Brexit

Verhandlungsergebnis: EU-UK Freihandelsabkommen und mehr

Am 24. Dezember 2020 wurde nach monatelangen Verhandlungen ein Abkommen vereinbart, welches unter anderem ein Freihandelsabkommen beinhaltet. Es trat zum 1. Mai 2021 endgültig in Kraft und konnte vorher provisorisch angewandt werden (Unterlagencodierungen und Details für deutsche Zollanmeldungen hier; für britische Zollanmeldungen hier).

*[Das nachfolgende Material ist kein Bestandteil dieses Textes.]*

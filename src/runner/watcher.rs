// Flint - A concept for a statically checked C-style mini language
//
// Copyright (C) 2026 Marcel Joachim Kloubert <marcel@kloubert.dev>
//
// This program is free software: you can redistribute it and/or modify
// it under the terms of the GNU Affero General Public License as published by
// the Free Software Foundation, either version 3 of the License, or
// (at your option) any later version.
//
// This program is distributed in the hope that it will be useful,
// but WITHOUT ANY WARRANTY; without even the implied warranty of
// MERCHANTABILITY or FITNESS FOR A PARTICULAR PURPOSE. See the
// GNU Affero General Public License for more details.
//
// You should have received a copy of the GNU Affero General Public License
// along with this program. If not, see <https://www.gnu.org/licenses/>.

//! File watching for watch mode.
//!
//! Editors save files in different ways: some truncate and rewrite in
//! place, most modern ones write a temp file and rename it over the
//! original, and a few rename the original to a backup first. Watching
//! the file itself misses the rename-based variants, so the watcher
//! registers the parent directories instead and filters events down to
//! the files it actually cares about.

use std::collections::HashSet;
use std::path::{Path, PathBuf};
use std::sync::mpsc::{self, Receiver};
use std::time::Duration;

use notify::{Event, EventKind, RecommendedWatcher, RecursiveMode, Watcher};

use super::RunnerError;

/// How long the event channel must stay quiet before a change is reported.
const DEBOUNCE_DURATION: Duration = Duration::from_millis(100);

/// Watches source files for changes.
///
/// # Example
///
/// ```no_run
/// use std::path::PathBuf;
/// use flint::runner::SourceWatcher;
///
/// let paths = vec![PathBuf::from("main.fl"), PathBuf::from("utils.fl")];
/// let watcher = SourceWatcher::new(&paths).expect("Failed to create watcher");
///
/// println!("Watching for changes...");
/// watcher.wait_for_change().expect("Watch error");
/// println!("File changed!");
/// ```
pub struct SourceWatcher {
    /// Kept alive for the lifetime of the watcher; dropping it stops events.
    _watcher: RecommendedWatcher,
    /// Receiver for file system events.
    events: Receiver<Result<Event, notify::Error>>,
    /// Canonicalized paths being watched.
    paths: Vec<PathBuf>,
}

impl SourceWatcher {
    /// Create a new SourceWatcher for the given paths.
    ///
    /// Each path is canonicalized up front and its parent directory is
    /// registered with the file system watcher. Directories shared by
    /// several source files are registered once.
    ///
    /// # Errors
    ///
    /// Returns `RunnerError::WatchError` if the watcher cannot be created
    /// or a path cannot be resolved.
    pub fn new(paths: &[PathBuf]) -> Result<Self, RunnerError> {
        let (tx, events) = mpsc::channel();

        let mut watcher = notify::recommended_watcher(tx)
            .map_err(|e| RunnerError::WatchError(format!("Failed to create watcher: {}", e)))?;

        let canonical_paths = paths
            .iter()
            .map(|path| {
                path.canonicalize().map_err(|e| {
                    RunnerError::WatchError(format!(
                        "Cannot resolve path {}: {}",
                        path.display(),
                        e
                    ))
                })
            })
            .collect::<Result<Vec<_>, _>>()?;

        let mut registered = HashSet::new();
        for dir in canonical_paths.iter().filter_map(|p| p.parent()) {
            if registered.insert(dir.to_path_buf()) {
                watcher
                    .watch(dir, RecursiveMode::NonRecursive)
                    .map_err(|e| {
                        RunnerError::WatchError(format!(
                            "Failed to watch {}: {}",
                            dir.display(),
                            e
                        ))
                    })?;
            }
        }

        Ok(Self {
            _watcher: watcher,
            events,
            paths: canonical_paths,
        })
    }

    /// Get the watched paths.
    pub fn paths(&self) -> &[PathBuf] {
        &self.paths
    }

    /// Block until a watched file changes.
    ///
    /// Rapid bursts of events, as produced by editors that save in several
    /// steps, are collapsed: once a relevant event arrives, further events
    /// are consumed until the channel stays quiet for the debounce window.
    pub fn wait_for_change(&self) -> Result<(), RunnerError> {
        loop {
            let event = self
                .events
                .recv()
                .map_err(|e| RunnerError::WatchError(format!("Watch channel closed: {}", e)))?
                .map_err(|e| RunnerError::WatchError(format!("Watch error: {}", e)))?;

            if self.is_relevant(&event) {
                self.settle();
                return Ok(());
            }
        }
    }

    /// Whether an event touches one of the watched files.
    ///
    /// Creates count as well as modifications, since an atomic save shows
    /// up as a rename onto the watched path.
    fn is_relevant(&self, event: &Event) -> bool {
        if !matches!(event.kind, EventKind::Modify(_) | EventKind::Create(_)) {
            return false;
        }

        event.paths.iter().any(|p| self.matches_watched(p))
    }

    /// Compare an event path against the watched set.
    fn matches_watched(&self, event_path: &Path) -> bool {
        let canonical = event_path
            .canonicalize()
            .unwrap_or_else(|_| event_path.to_path_buf());

        self.paths.iter().any(|watched| {
            if canonical == *watched {
                return true;
            }
            // During an atomic save the canonical path can briefly point at
            // the temp file, so a name match inside the same directory is
            // accepted too.
            canonical.file_name() == watched.file_name()
                && canonical.file_name().is_some()
                && canonical.parent() == watched.parent()
        })
    }

    /// Consume events until the channel has been quiet for the debounce window.
    fn settle(&self) {
        while self.events.recv_timeout(DEBOUNCE_DURATION).is_ok() {}
    }
}
// Flint - A concept for a statically checked C-style mini language
// Copyright (C) 2026  Marcel Joachim Kloubert <marcel@kloubert.dev>
//
// This program is free software: you can redistribute it and/or modify
// it under the terms of the GNU Affero General Public License as published by
// the Free Software Foundation, either version 3 of the License, or
// (at your option) any later version.
//
// This program is distributed in the hope that it will be useful,
// but WITHOUT ANY WARRANTY; without even the implied warranty of
// MERCHANTABILITY or FITNESS FOR A PARTICULAR PURPOSE.  See the
// GNU Affero General Public License for more details.
//
// You should have received a copy of the GNU Affero General Public License
// along with this program.  If not, see <https://www.gnu.org/licenses/>.

//! Parser for the Flint language.
//!
//! This module parses a token stream into an Abstract Syntax Tree (AST).
//! It uses recursive descent parsing with precedence climbing for expressions.
//!
//! # Module Structure
//!
//! - `blocks` - Function declaration and block parsing (BlockParser trait)
//! - `control_flow` - Control flow statement parsing (ControlFlowParser trait)
//! - `expressions` - Expression parsing (ExpressionParser trait)
//! - `helpers` - Token stream navigation and error handling (ParserHelpers trait)
//! - `statements` - Statement parsing (StatementParser trait)
//! - `types` - Type annotation parsing (TypeParser trait)

// Submodules
pub mod blocks;
pub mod control_flow;
pub mod expressions;
pub mod helpers;
pub mod statements;
pub mod types;

// Internal imports from submodules
use blocks::BlockParser;
use helpers::ParserHelpers;

use crate::ast::Program;
use crate::error::{CompileError, Span};
use crate::lexer::Token;

/// The parser state.
pub struct Parser<'a> {
    /// The token stream to parse.
    pub(crate) tokens: &'a [(Token, Span)],
    /// Current position in the token stream.
    pub(crate) position: usize,
}

impl<'a> Parser<'a> {
    /// Create a new parser for the given token stream.
    pub fn new(tokens: &'a [(Token, Span)]) -> Self {
        Self {
            tokens,
            position: 0,
        }
    }

    // ========================================
    // Program Parsing
    // ========================================

    /// Parse the complete program: a sequence of function declarations.
    pub fn parse(&mut self) -> Result<Program, CompileError> {
        let mut program = Program::new();

        while !self.is_at_end() {
            let func = self.parse_function()?;
            program.add_function(func);
        }

        Ok(program)
    }
}

/// Parse a token stream into a program AST.
pub fn parse(tokens: &[(Token, Span)]) -> Result<Program, CompileError> {
    let mut parser = Parser::new(tokens);
    parser.parse()
}
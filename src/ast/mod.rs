// Flint - A concept for a statically checked C-style mini language
// Copyright (C) 2026  Marcel Joachim Kloubert <marcel@kloubert.dev>
//
// This program is free software: you can redistribute it and/or modify
// it under the terms of the GNU Affero General Public License as published by
// the Free Software Foundation, either version 3 of the License, or
// (at your option) any later version.
//
// This program is distributed in the hope that it will be useful,
// but WITHOUT ANY WARRANTY; without even the implied warranty of
// MERCHANTABILITY or FITNESS FOR A PARTICULAR PURPOSE.  See the
// GNU Affero General Public License for more details.
//
// You should have received a copy of the GNU Affero General Public License
// along with this program.  If not, see <https://www.gnu.org/licenses/>.

//! Abstract Syntax Tree (AST) definitions for the Flint front end.
//!
//! This module defines the data structures that represent a parsed Flint
//! program. Every parent uniquely owns its children; every node carries
//! the span of its source extent.

mod expr;
mod stmt;
mod types;

pub use expr::*;
pub use stmt::*;
pub use types::*;

use crate::error::Span;

/// A complete Flint program: an ordered sequence of function declarations.
#[derive(Debug, Clone)]
pub struct Program {
    /// Top-level function declarations, in source order.
    pub functions: Vec<FuncDecl>,
}

impl Program {
    /// Create a new empty program.
    pub fn new() -> Self {
        Self {
            functions: Vec::new(),
        }
    }

    /// Add a function declaration to the program.
    pub fn add_function(&mut self, func: FuncDecl) {
        self.functions.push(func);
    }

    /// Find the main function in the program.
    pub fn main_function(&self) -> Option<&FuncDecl> {
        self.functions.iter().find(|f| f.name == "main")
    }
}

impl Default for Program {
    fn default() -> Self {
        Self::new()
    }
}

/// A brace-delimited block of statements.
#[derive(Debug, Clone)]
pub struct Block {
    /// The statements in this block.
    pub statements: Vec<Statement>,
    /// The source span of this block.
    pub span: Span,
}

impl Block {
    /// Create a new block.
    pub fn new(statements: Vec<Statement>, span: Span) -> Self {
        Self { statements, span }
    }

    /// Create an empty block.
    pub fn empty(span: Span) -> Self {
        Self {
            statements: Vec::new(),
            span,
        }
    }

    /// Check if this block is empty.
    pub fn is_empty(&self) -> bool {
        self.statements.is_empty()
    }
}

impl std::fmt::Display for Program {
    fn fmt(&self, f: &mut std::fmt::Formatter<'_>) -> std::fmt::Result {
        for (i, func) in self.functions.iter().enumerate() {
            if i > 0 {
                writeln!(f)?;
            }
            write!(f, "{}", func)?;
        }
        Ok(())
    }
}

impl std::fmt::Display for Block {
    fn fmt(&self, f: &mut std::fmt::Formatter<'_>) -> std::fmt::Result {
        writeln!(f, "{{")?;
        for stmt in &self.statements {
            writeln!(f, "    {}", stmt)?;
        }
        write!(f, "}}")
    }
}

#[cfg(test)]
mod tests {
    use super::*;

    #[test]
    fn test_program_creation() {
        let program = Program::new();
        assert!(program.functions.is_empty());
        assert!(program.main_function().is_none());
    }

    #[test]
    fn test_block_creation() {
        let span = Span::new(0, 10);
        let block = Block::empty(span.clone());
        assert!(block.is_empty());
        assert_eq!(block.span.start, 0);
    }

    #[test]
    fn test_program_add_function() {
        let mut program = Program::new();
        let body = Block::empty(Span::new(19, 21));
        let func = FuncDecl::new(
            "main".to_string(),
            vec![],
            Type::Void,
            body,
            Span::new(0, 21),
        );
        program.add_function(func);
        assert_eq!(program.functions.len(), 1);
        assert!(program.main_function().is_some());
    }

    #[test]
    fn test_program_main_function() {
        let mut program = Program::new();

        let body = Block::empty(Span::new(20, 22));
        let helper = FuncDecl::new(
            "helper".to_string(),
            vec![],
            Type::Void,
            body,
            Span::new(0, 22),
        );
        program.add_function(helper);
        assert!(program.main_function().is_none());

        let body = Block::empty(Span::new(42, 44));
        let main = FuncDecl::new(
            "main".to_string(),
            vec![],
            Type::Void,
            body,
            Span::new(23, 44),
        );
        program.add_function(main);
        assert!(program.main_function().is_some());
        assert_eq!(program.main_function().unwrap().name, "main");
    }

    #[test]
    fn test_block_with_statements() {
        let span = Span::new(0, 20);
        let stmt = Statement::new(StatementKind::Break, Span::new(2, 8));
        let block = Block::new(vec![stmt], span);
        assert!(!block.is_empty());
        assert_eq!(block.statements.len(), 1);
    }

    #[test]
    fn test_display_block() {
        let stmt1 = Statement::new(StatementKind::Break, Span::new(2, 8));
        let stmt2 = Statement::new(StatementKind::Continue, Span::new(10, 19));
        let block = Block::new(vec![stmt1, stmt2], Span::new(0, 21));
        assert_eq!(format!("{}", block), "{\n    break;\n    continue;\n}");
    }
}
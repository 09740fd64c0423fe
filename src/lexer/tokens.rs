// Flint - A concept for a statically checked C-style mini language
// Copyright (C) 2026  Marcel Joachim Kloubert <marcel@kloubert.dev>
//
// This program is free software: you can redistribute it and/or modify
// it under the terms of the GNU Affero General Public License as published by
// the Free Software Foundation, either version 3 of the License, or
// (at your option) any later version.
//
// This program is distributed in the hope that it will be useful,
// but WITHOUT ANY WARRANTY; without even the implied warranty of
// MERCHANTABILITY or FITNESS FOR A PARTICULAR PURPOSE.  See the
// GNU Affero General Public License for more details.
//
// You should have received a copy of the GNU Affero General Public License
// along with this program.  If not, see <https://www.gnu.org/licenses/>.

//! Token definitions for the Flint lexer.

/// A lexical token of the Flint language.
#[derive(Debug, Clone, PartialEq)]
pub enum Token {
    // ===== Literals =====
    /// Integer literal, e.g. `42`
    Integer(i64),
    /// Byte literal with `b` suffix, e.g. `10b`
    ByteLit(u8),
    /// String literal, e.g. `"hello"`
    Str(String),
    /// Identifier, e.g. `counter`
    Identifier(String),

    // ===== Keywords =====
    /// `func` keyword
    Func,
    /// `var` keyword
    Var,
    /// `if` keyword
    If,
    /// `else` keyword
    Else,
    /// `while` keyword
    While,
    /// `break` keyword
    Break,
    /// `continue` keyword
    Continue,
    /// `return` keyword
    Return,
    /// `as` keyword (type cast)
    As,
    /// `true` literal
    True,
    /// `false` literal
    False,

    // ===== Type keywords =====
    /// `void` type
    Void,
    /// `int` type
    Int,
    /// `byte` type
    Byte,
    /// `bool` type
    Bool,
    /// `string` type
    StringType,

    // ===== Punctuation =====
    /// `(`
    LeftParen,
    /// `)`
    RightParen,
    /// `{`
    LeftBrace,
    /// `}`
    RightBrace,
    /// `,`
    Comma,
    /// `:`
    Colon,
    /// `;`
    Semicolon,

    // ===== Operators =====
    /// `=`
    Equal,
    /// `==`
    EqualEqual,
    /// `!=`
    BangEqual,
    /// `<`
    Less,
    /// `>`
    Greater,
    /// `<=`
    LessEqual,
    /// `>=`
    GreaterEqual,
    /// `+`
    Plus,
    /// `-`
    Minus,
    /// `*`
    Star,
    /// `/`
    Slash,
    /// `%`
    Percent,
    /// `!`
    Bang,
    /// `&&`
    AndAnd,
    /// `||`
    OrOr,
}

impl Token {
    /// Map a scanned word to its keyword token, or an identifier.
    pub fn from_keyword_or_identifier(word: &str) -> Self {
        match word {
            "func" => Token::Func,
            "var" => Token::Var,
            "if" => Token::If,
            "else" => Token::Else,
            "while" => Token::While,
            "break" => Token::Break,
            "continue" => Token::Continue,
            "return" => Token::Return,
            "as" => Token::As,
            "true" => Token::True,
            "false" => Token::False,
            "void" => Token::Void,
            "int" => Token::Int,
            "byte" => Token::Byte,
            "bool" => Token::Bool,
            "string" => Token::StringType,
            _ => Token::Identifier(word.to_string()),
        }
    }

    /// Check if this token names a type.
    pub fn is_type(&self) -> bool {
        matches!(
            self,
            Token::Void | Token::Int | Token::Byte | Token::Bool | Token::StringType
        )
    }

    /// Check if this token is a keyword.
    pub fn is_keyword(&self) -> bool {
        matches!(
            self,
            Token::Func
                | Token::Var
                | Token::If
                | Token::Else
                | Token::While
                | Token::Break
                | Token::Continue
                | Token::Return
                | Token::As
                | Token::True
                | Token::False
        ) || self.is_type()
    }

    /// A short human-readable name for diagnostics.
    pub fn name(&self) -> &'static str {
        match self {
            Token::Integer(_) => "integer literal",
            Token::ByteLit(_) => "byte literal",
            Token::Str(_) => "string literal",
            Token::Identifier(_) => "identifier",
            Token::Func => "'func'",
            Token::Var => "'var'",
            Token::If => "'if'",
            Token::Else => "'else'",
            Token::While => "'while'",
            Token::Break => "'break'",
            Token::Continue => "'continue'",
            Token::Return => "'return'",
            Token::As => "'as'",
            Token::True => "'true'",
            Token::False => "'false'",
            Token::Void => "'void'",
            Token::Int => "'int'",
            Token::Byte => "'byte'",
            Token::Bool => "'bool'",
            Token::StringType => "'string'",
            Token::LeftParen => "'('",
            Token::RightParen => "')'",
            Token::LeftBrace => "'{'",
            Token::RightBrace => "'}'",
            Token::Comma => "','",
            Token::Colon => "':'",
            Token::Semicolon => "';'",
            Token::Equal => "'='",
            Token::EqualEqual => "'=='",
            Token::BangEqual => "'!='",
            Token::Less => "'<'",
            Token::Greater => "'>'",
            Token::LessEqual => "'<='",
            Token::GreaterEqual => "'>='",
            Token::Plus => "'+'",
            Token::Minus => "'-'",
            Token::Star => "'*'",
            Token::Slash => "'/'",
            Token::Percent => "'%'",
            Token::Bang => "'!'",
            Token::AndAnd => "'&&'",
            Token::OrOr => "'||'",
        }
    }
}

impl std::fmt::Display for Token {
    fn fmt(&self, f: &mut std::fmt::Formatter<'_>) -> std::fmt::Result {
        match self {
            Token::Integer(n) => write!(f, "{}", n),
            Token::ByteLit(n) => write!(f, "{}b", n),
            Token::Str(s) => write!(f, "\"{}\"", s),
            Token::Identifier(name) => write!(f, "{}", name),
            _ => write!(f, "{}", self.name().trim_matches('\'')),
        }
    }
}
//! Sensor Gateway
//!
//! Wires the connection manager, the shared buffer, both consumers and the
//! event log collector into one process.

pub mod cli;
pub mod config;
pub mod pipeline;
pub mod sim;

pub use config::{GatewayConfig, StorageSettings};
pub use pipeline::{Pipeline, PipelineReport, DATA_MANAGER_ID, STORAGE_MANAGER_ID};

use cli::LogFormat;
use tracing_subscriber::{EnvFilter, FmtSubscriber};

/// Install the global tracing subscriber; `RUST_LOG` overrides `level`
pub fn init_logging(level: &str, format: LogFormat) -> anyhow::Result<()> {
    let filter = match EnvFilter::try_from_default_env() {
        Ok(filter) => filter,
        Err(_) => EnvFilter::try_new(level)?,
    };

    match format {
        LogFormat::Text => {
            let subscriber = FmtSubscriber::builder()
                .with_env_filter(filter)
                .with_target(true)
                .finish();
            tracing::subscriber::set_global_default(subscriber)?;
        }
        LogFormat::Json => {
            let subscriber = FmtSubscriber::builder()
                .json()
                .with_env_filter(filter)
                .with_target(true)
                .finish();
            tracing::subscriber::set_global_default(subscriber)?;
        }
    }
    Ok(())
}
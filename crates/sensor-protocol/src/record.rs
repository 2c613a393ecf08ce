//! Sensor Record Definition

use serde::{Deserialize, Serialize};

use crate::error::ProtocolError;
use crate::wire::{ID_LEN, RECORD_LEN, TIMESTAMP_LEN, VALUE_LEN};

/// Sensor node identifier
pub type SensorId = u16;

/// Seconds since the Unix epoch
pub type Timestamp = i64;

/// One reading reported by a sensor node
#[derive(Debug, Clone, Copy, PartialEq, Default, Serialize, Deserialize)]
pub struct SensorRecord {
    /// Reporting sensor
    pub sensor_id: SensorId,
    /// Measured value (temperature for the current fleet)
    pub value: f64,
    /// Sensor-side time of the measurement
    pub timestamp: Timestamp,
}

impl SensorRecord {
    /// Create a new record
    pub fn new(sensor_id: SensorId, value: f64, timestamp: Timestamp) -> Self {
        Self {
            sensor_id,
            value,
            timestamp,
        }
    }

    /// Encode as the 18-byte wire record (host byte order)
    pub fn to_bytes(&self) -> [u8; RECORD_LEN] {
        let mut out = [0u8; RECORD_LEN];
        out[..ID_LEN].copy_from_slice(&self.sensor_id.to_ne_bytes());
        out[ID_LEN..ID_LEN + VALUE_LEN].copy_from_slice(&self.value.to_ne_bytes());
        out[ID_LEN + VALUE_LEN..].copy_from_slice(&self.timestamp.to_ne_bytes());
        out
    }

    /// Decode a wire record
    pub fn from_bytes(bytes: &[u8]) -> Result<Self, ProtocolError> {
        if bytes.len() != RECORD_LEN {
            return Err(ProtocolError::InvalidLength {
                expected: RECORD_LEN,
                actual: bytes.len(),
            });
        }

        let mut id = [0u8; ID_LEN];
        let mut value = [0u8; VALUE_LEN];
        let mut ts = [0u8; TIMESTAMP_LEN];
        id.copy_from_slice(&bytes[..ID_LEN]);
        value.copy_from_slice(&bytes[ID_LEN..ID_LEN + VALUE_LEN]);
        ts.copy_from_slice(&bytes[ID_LEN + VALUE_LEN..]);

        Ok(Self {
            sensor_id: u16::from_ne_bytes(id),
            value: f64::from_ne_bytes(value),
            timestamp: i64::from_ne_bytes(ts),
        })
    }

    /// Reject readings that cannot be averaged or stored
    pub fn validate(&self) -> Result<(), ProtocolError> {
        if !self.value.is_finite() {
            return Err(ProtocolError::NonFiniteValue {
                sensor_id: self.sensor_id,
            });
        }
        Ok(())
    }
}

#[cfg(test)]
mod tests {
    use super::*;

    #[test]
    fn test_field_layout() {
        let record = SensorRecord::new(15, 21.5, 1000);
        let bytes = record.to_bytes();

        assert_eq!(bytes.len(), 18);
        assert_eq!(&bytes[..2], &15u16.to_ne_bytes());
        assert_eq!(&bytes[2..10], &21.5f64.to_ne_bytes());
        assert_eq!(&bytes[10..], &1000i64.to_ne_bytes());
    }

    #[test]
    fn test_decode_matches_encode() {
        let record = SensorRecord::new(u16::MAX, -3.25, -1);
        let decoded = SensorRecord::from_bytes(&record.to_bytes()).unwrap();
        assert_eq!(decoded, record);
    }

    #[test]
    fn test_wrong_length_rejected() {
        let err = SensorRecord::from_bytes(&[0u8; 17]).unwrap_err();
        assert!(matches!(
            err,
            ProtocolError::InvalidLength { expected: 18, actual: 17 }
        ));
    }

    #[test]
    fn test_non_finite_value_rejected() {
        assert!(SensorRecord::new(1, f64::NAN, 0).validate().is_err());
        assert!(SensorRecord::new(1, f64::INFINITY, 0).validate().is_err());
        assert!(SensorRecord::new(1, 19.0, 0).validate().is_ok());
    }
}
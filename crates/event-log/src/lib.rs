//! Gateway Event Log
//!
//! Every pipeline stage reports human-readable status lines (connections
//! opening and closing, rejected readings, storage trouble). Lines are written
//! as null-terminated strings into a byte stream; a collector on the other end
//! numbers and timestamps them into `gateway.log`.

mod collector;
mod pipe;

pub use collector::{collect, spawn_collector};
pub use pipe::{LogReader, PipeWriter};

use std::io::Write;
use std::sync::{Arc, Mutex, PoisonError};

use tracing::{info, warn};

/// Tracing target used when mirroring event lines
pub const EVENT_TARGET: &str = "gateway::events";

struct Sink {
    writer: Box<dyn Write + Send>,
    failed: bool,
}

/// Cloneable handle to the event log byte stream
#[derive(Clone)]
pub struct EventLog {
    sink: Option<Arc<Mutex<Sink>>>,
}

impl EventLog {
    /// Write events into an arbitrary byte stream
    pub fn new<W: Write + Send + 'static>(writer: W) -> Self {
        Self {
            sink: Some(Arc::new(Mutex::new(Sink {
                writer: Box::new(writer),
                failed: false,
            }))),
        }
    }

    /// Handle that only mirrors to tracing
    pub fn disabled() -> Self {
        Self { sink: None }
    }

    /// Create an in-process byte pipe; the reader ends once every handle is dropped
    pub fn pipe() -> (Self, LogReader) {
        let (writer, reader) = pipe::pipe();
        (Self::new(writer), reader)
    }

    /// Record an informational event
    pub fn info(&self, message: impl AsRef<str>) {
        let message = message.as_ref();
        info!(target: EVENT_TARGET, "{}", message);
        self.write(message);
    }

    /// Record an event that signals a problem
    pub fn warn(&self, message: impl AsRef<str>) {
        let message = message.as_ref();
        warn!(target: EVENT_TARGET, "{}", message);
        self.write(message);
    }

    fn write(&self, message: &str) {
        let Some(sink) = &self.sink else {
            return;
        };
        let mut sink = sink.lock().unwrap_or_else(PoisonError::into_inner);
        if sink.failed {
            return;
        }

        if let Err(e) = write_frame(sink.writer.as_mut(), message) {
            // Reported once; the pipeline keeps running without its log.
            warn!("Event log sink failed, further events are dropped: {}", e);
            sink.failed = true;
        }
    }
}

fn write_frame(writer: &mut dyn Write, message: &str) -> std::io::Result<()> {
    writer.write_all(message.as_bytes())?;
    writer.write_all(&[0])?;
    writer.flush()
}

impl std::fmt::Debug for EventLog {
    fn fmt(&self, f: &mut std::fmt::Formatter<'_>) -> std::fmt::Result {
        f.debug_struct("EventLog")
            .field("enabled", &self.sink.is_some())
            .finish()
    }
}

#[cfg(test)]
mod tests {
    use super::*;
    use std::io;

    #[derive(Clone, Default)]
    struct Shared(Arc<Mutex<Vec<u8>>>);

    impl Write for Shared {
        fn write(&mut self, buf: &[u8]) -> io::Result<usize> {
            self.0.lock().unwrap().extend_from_slice(buf);
            Ok(buf.len())
        }

        fn flush(&mut self) -> io::Result<()> {
            Ok(())
        }
    }

    struct Broken;

    impl Write for Broken {
        fn write(&mut self, _: &[u8]) -> io::Result<usize> {
            Err(io::Error::new(io::ErrorKind::BrokenPipe, "closed"))
        }

        fn flush(&mut self) -> io::Result<()> {
            Ok(())
        }
    }

    #[test]
    fn test_lines_are_null_terminated() {
        let buf = Shared::default();
        let log = EventLog::new(buf.clone());

        log.info("first");
        log.clone().warn("second");

        assert_eq!(buf.0.lock().unwrap().as_slice(), b"first\0second\0");
    }

    #[test]
    fn test_broken_sink_does_not_panic() {
        let log = EventLog::new(Broken);
        log.info("dropped");
        log.info("also dropped");
    }

    #[test]
    fn test_disabled_log() {
        let log = EventLog::disabled();
        log.info("nowhere");
        assert!(format!("{:?}", log).contains("false"));
    }
}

Inhalte des gesamten Abkommens

Die Inhalte des Abkommens sind:
  • Ein neues Freihandelsabkommen
  • Das bereits vereinbarte Austrittsabkommen, welches insbesondere die Behandlung Nordirlands in zollrechtlichen und praktischen Fragen (ausbleibende Grenzkontrollen auf der irischen Insel) regelt 
  • Ein Kooperationsabkommen für ökonomische, soziale, umweltzentrierte und fischereizentrierte Fragen
  • Eine Partnerschaft zur Sicherheit der Bürgerinnen und Bürger (bspw. zu Geldwäschefragen und Datenschutz)
  • Eine Vereinbarung über die sogenannte Governance (also welche Mechanismen eingerichtet werden, die die Einhaltung und Auslegung des Abkommens beispielsweise bei auftretenden Fragen oder Streitigkeiten kontrollieren und definieren)
  • Begleitende Klarstellungen zu den in den Abkommen nicht geregelten Fahrern, beispielsweise für die freie Fahrt von LKW-Fahrern

Warenverkehr: Inhalte und Anwendung des Freihandelsabkommens

Zolltarif

Das Freihandelsabkommen beinhaltet einen Zolltarif mit einem durchgängigen Zollsatz von Null Prozent für Ursprungswaren aus der EU oder aus dem Vereinigten Königreich (siehe folgende Absätze unter „Ursprungsregeln“). Dies geht über andere EU-Freihandelsabkommen hinaus. Für Waren anderer Ursprünge wurden zusätzliche Vereinbarungen getroffen, die jedoch keine Auswirkungen auf die Zollsätze dieser Waren haben dürften.
Ein AEO-Status eines Beteiligten wird gegenseitig anerkannt.

Ursprungsregeln

Neues Merkblatt der Generalzolldirektion mit weitergehenden InterpretationenDas Merkblatt soll bei Bedarf fortlaufend aktualisiert werden.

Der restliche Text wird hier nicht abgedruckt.